▸ **Assignment**: An identical copy of the listing below is all the answer should contain.

▸ **Records shown**:

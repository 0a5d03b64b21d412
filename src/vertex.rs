// vertex.rs - Typed GPU vertex records
//
// Simulation code fills these structs field by field; `as_bytes` is the only
// place that knows the flat layout the host uploads. Every record is plain
// 4-byte fields, so `#[repr(C)]` has no padding.

use bytemuck::{Pod, Zeroable};

/// Water surface vertex: position, texture coordinate, normal.
#[repr(C)]
#[derive(Debug, Clone, Copy, PartialEq, Default, Pod, Zeroable)]
pub struct WaterVertex {
    pub x: f32,
    pub y: f32,
    pub z: f32,
    pub s: f32,
    pub t: f32,
    pub nx: f32,
    pub ny: f32,
    pub nz: f32,
}

/// Grass blade vertex: packed ABGR colour, position, texture coordinate.
#[repr(C)]
#[derive(Debug, Clone, Copy, PartialEq, Default, Pod, Zeroable)]
pub struct BladeVertex {
    pub color: u32,
    pub x: f32,
    pub y: f32,
    pub s: f32,
    pub t: f32,
}

/// Star point sprite: packed ABGR colour, position, point size.
#[repr(C)]
#[derive(Debug, Clone, Copy, PartialEq, Default, Pod, Zeroable)]
pub struct StarVertex {
    pub color: u32,
    pub x: f32,
    pub y: f32,
    pub z: f32,
    pub size: f32,
}

/// Serialize a slice of vertex records into the host upload layout.
#[inline]
pub fn as_bytes<V: Pod>(vertices: &[V]) -> &[u8] {
    bytemuck::cast_slice(vertices)
}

▸ **Task answer**:
repository 0a5d03b64b21d412
filename src/vertex.rs
// vertex.rs - Typed GPU vertex records
//
// Simulation code fills these structs field by field; `as_bytes` is the only
// place that knows the flat layout the host uploads. Every record is plain
// 4-byte fields, so `#[repr(C)]` has no padding.

use bytemuck::{Pod, Zeroable};

/// Water surface vertex: position, texture coordinate, normal.
#[repr(C)]
#[derive(Debug, Clone, Copy, PartialEq, Default, Pod, Zeroable)]
pub struct WaterVertex {
    pub x: f32,
    pub y: f32,
    pub z: f32,
    pub s: f32,
    pub t: f32,
    pub nx: f32,
    pub ny: f32,
    pub nz: f32,
}

/// Grass blade vertex: packed ABGR colour, position, texture coordinate.
#[repr(C)]
#[derive(Debug, Clone, Copy, PartialEq, Default, Pod, Zeroable)]
pub struct BladeVertex {
    pub color: u32,
    pub x: f32,
    pub y: f32,
    pub s: f32,
    pub t: f32,
}

/// Star point sprite: packed ABGR colour, position, point size.
#[repr(C)]
#[derive(Debug, Clone, Copy, PartialEq, Default, Pod, Zeroable)]
pub struct StarVertex {
    pub color: u32,
    pub x: f32,
    pub y: f32,
    pub z: f32,
    pub size: f32,
}

/// Serialize a slice of vertex records into the host upload layout.
#[inline]
pub fn as_bytes<V: Pod>(vertices: &[V]) -> &[u8] {
    bytemuck::cast_slice(vertices)
}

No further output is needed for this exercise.